Hubiese jurado que era una contestación de una vieja loca, pero el rostro dulce y la seguridad en la respuesta me dejaron boquiabierta. No hay nada más lindo que viajar, en ese aspecto tenía razón. Y los días… qué son los días más que una medición.
La Mirada de la Mirada en el Andén
Hay pocas cosas reconocibles a simple vista porque la vista es engañosa, decía mi abuela. De lo que te dicen no creas nada y de lo que ves, la mitad. Así era el mandato familiar y aunque prestaba atención a otras perspectivas nunca fui muy precisa a la hora de reconocer sucesos conmovedores. Me gusta contemplar otras vidas, como si esa condición de observador aportase algo a mi propia existencia. ¿Quién soy yo más que una anónima en un andén? Una pasajera a la espera del vagón que trae y lleva historias. Cómo podría yo saber si ese beso de despedida o de llegada encierra una duda o una vela encendida. De todas maneras voy a tratar de ser lo más justa posible con lo que oí esa tarde. Ella, la mujer del andén, era de sonrisa amplia y andar extraviado.

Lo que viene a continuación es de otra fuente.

// LSB-first bit reader over a growable input buffer.
//
// The decoder feeds compressed chunks as they arrive and reads tokens
// transactionally: it takes a `mark()` before each token and `rewind()`s
// to it when the buffered input runs out mid-token, so a token split
// across two chunks is simply decoded again on the next call.

use crate::error::{CodecError, Result};

/// Saved reader position for `rewind()`.
#[derive(Debug, Clone, Copy, PartialEq, Eq)]
pub struct BitMark {
    pos: usize,
    bit_buf: u64,
    bit_count: u32,
}

/// Buffered bit consumer.
#[derive(Debug, Default)]
pub struct BitReader {
    buf: Vec<u8>,
    /// Next byte of `buf` to move into the accumulator.
    pos: usize,
    /// Bits already pulled from `buf`, right-aligned.
    bit_buf: u64,
    bit_count: u32,
}

impl BitReader {
    pub fn new() -> Self {
        Self::default()
    }

    /// Append more input.
    pub fn feed(&mut self, data: &[u8]) {
        self.buf.extend_from_slice(data);
    }

    /// Consume and return `nbits` bits (`nbits <= 32`).
    ///
    /// Returns `UnexpectedEndOfStream` if fewer than `nbits` bits are
    /// buffered.  Bits are never lost on failure, but callers that need to
    /// retry the whole read must `rewind()` to a prior mark.
    #[inline]
    pub fn read_bits(&mut self, nbits: u32) -> Result<u32> {
        debug_assert!(nbits <= 32);
        if nbits == 0 {
            return Ok(0);
        }
        while self.bit_count < nbits {
            let Some(&byte) = self.buf.get(self.pos) else {
                return Err(CodecError::UnexpectedEndOfStream);
            };
            self.bit_buf |= u64::from(byte) << self.bit_count;
            self.bit_count += 8;
            self.pos += 1;
        }
        let value = (self.bit_buf & ((1u64 << nbits) - 1)) as u32;
        self.bit_buf >>= nbits;
        self.bit_count -= nbits;
        Ok(value)
    }

    #[inline]
    pub fn read_bit(&mut self) -> Result<u32> {
        self.read_bits(1)
    }

    /// Discard bits up to the next byte boundary.
    pub fn align_to_byte(&mut self) {
        let drop = self.bit_count % 8;
        self.bit_buf >>= drop;
        self.bit_count -= drop;
    }

    pub fn is_aligned(&self) -> bool {
        self.bit_count % 8 == 0
    }

    /// Copy up to `dst.len()` whole bytes into `dst`.  The reader must be
    /// byte-aligned.  Returns the number of bytes copied.
    pub fn read_aligned_into(&mut self, dst: &mut [u8]) -> usize {
        debug_assert!(self.is_aligned(), "read_aligned_into on unaligned reader");
        let mut n = 0;
        while n < dst.len() && self.bit_count >= 8 {
            dst[n] = self.bit_buf as u8;
            self.bit_buf >>= 8;
            self.bit_count -= 8;
            n += 1;
        }
        let avail = self.buf.len() - self.pos;
        let take = (dst.len() - n).min(avail);
        dst[n..n + take].copy_from_slice(&self.buf[self.pos..self.pos + take]);
        self.pos += take;
        n + take
    }

    /// Bits available without more input.
    pub fn available_bits(&self) -> u64 {
        u64::from(self.bit_count) + (self.buf.len() - self.pos) as u64 * 8
    }

    /// Whole bytes not yet touched by any read.
    pub fn unread_bytes(&self) -> usize {
        self.buf.len() - self.pos + (self.bit_count / 8) as usize
    }

    pub fn mark(&self) -> BitMark {
        BitMark {
            pos: self.pos,
            bit_buf: self.bit_buf,
            bit_count: self.bit_count,
        }
    }

    pub fn rewind(&mut self, mark: BitMark) {
        self.pos = mark.pos;
        self.bit_buf = mark.bit_buf;
        self.bit_count = mark.bit_count;
    }

    /// Drop consumed bytes from the front of the buffer.
    ///
    /// Invalidates outstanding marks; call only between transactions.
    pub fn compact(&mut self) {
        if self.pos > 0 {
            self.buf.drain(..self.pos);
            self.pos = 0;
        }
    }

    pub fn capacity(&self) -> usize {
        self.buf.capacity()
    }

    pub fn reset(&mut self) {
        self.buf.clear();
        self.pos = 0;
        self.bit_buf = 0;
        self.bit_count = 0;
    }
}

Lo noté por la innumerable cantidad de veces que se dirigió a la ventanilla de la estación para preguntar quién sabe qué. Me acerqué para oír su voz.

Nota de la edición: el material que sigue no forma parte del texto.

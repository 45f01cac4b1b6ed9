#![no_main]
use libfuzzer_sys::fuzz_target;
use streamflate::compress::{CompressOptions, Compressor, Decompressor};

fuzz_target!(|data: &[u8]| {
    if data.len() < 3 {
        return;
    }

    // Control bytes pick the chunk sizes on each side.
    let c_chunk = 1 + data[0] as usize * 7;
    let d_chunk = 1 + data[1] as usize;
    let level = (data[2] % 10) as u32;
    let payload = &data[3..];

    let mut enc = Compressor::new(CompressOptions::with_level(level)).unwrap();
    let mut packed = Vec::new();
    for piece in payload.chunks(c_chunk) {
        packed.extend(enc.compress(piece).unwrap());
    }
    packed.extend(enc.finish().unwrap());

    let mut dec = Decompressor::new();
    let mut out = Vec::new();
    for piece in packed.chunks(d_chunk) {
        dec.decompress_into(piece, &mut out).unwrap();
    }
    dec.finish().unwrap();
    assert_eq!(out, payload);
    assert_eq!(dec.bytes_consumed(), packed.len() as u64);
});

—¿ A qué hora llega el tren?
El empleado la miró con cierto aire de tristeza.
—Señora ya le dije que llega con retraso pero no sabemos con cuánto retraso. Siéntese tranquila y espere. La mujer secó sus lágrimas con el pañuelo descartable que tenía apretujado en su mano derecha. Se me torna indefinible la expresión de su rostro. Le hubiese convidado un chocolate, pero en mi casa siempre dicen que no hay comedido que salga bien parado; así que seguí observándola con distancia. A medida de que caminaba por el andén parecía que sus fuerzas flaqueaban. Tal vez tendría cerca de setenta años o quizá menos. De tanto en vez alzaba la vista para consultar el reloj de la estación, que dicho sea de paso nunca funciona bien, y cotejaba el tiempo con su reloj pulsera. Hacía un gesto de disgusto con su boca y miraba hacia las vías como si por allí apareciese algún espectro que le explicase quién sabe qué cosa. Se me ocurre que esperaría a algún familiar querido porque cada tanto sacaba del bolsillo de su ajado sacón una foto que besaba una y otra vez. En una de las tantas veces, el viento le jugó una mala pasada y la fotografía comenzó a volar al son de las ráfagas. Tuve suerte, cayó a mis pies. Antes de que la levantase, la mujer lo hizo por mí. Me miró con extrañeza. Luego, la metió en su bolsillo, no sin antes darle un beso. Como esas cosas que son como un flash, vi que la fotografía era en blanco y negro. Blanco y negro, de antigua data. Ya no tiene sentido guardar esas fotos. Los espacios cada vez son más pequeños, y a quien se le ocurriría desperdiciar lugar con cosas viejas. Es mejor escanearlas y listo: todo está en algún archivo de la computadora. Pero ella seguramente era un ser detenido en algún tiempo pasado. Mi teoría dio por tierra cuando la misteriosa mujer sacó de su bolso una tablet. Si sabía manejar la tablet también tendría idea de cómo guardar fotos, entonces por qué llevaba esa foto en el bolsillo. Sin dudas responde a una generación donde todo se guarda en papel, todo se hace en papel. Tal vez, le habría enviado una carta al de la foto y ahora lo estaría esperando. Quizá era su hermano que llegaría de lejos. O un hijo perdido que retorna al pueblo. El ir y venir de la mujer me pone un poco nerviosa. Otra vez fue a la ventanilla de informes. Yo no tengo mucho para hacer más que esperar. Con aire indiferente me acerqué nuevamente para poder escuchar. —Quédese tranquila el tren arriba en cinco minutos. Usted vino ayer y antes de ayer, y la semana pasada…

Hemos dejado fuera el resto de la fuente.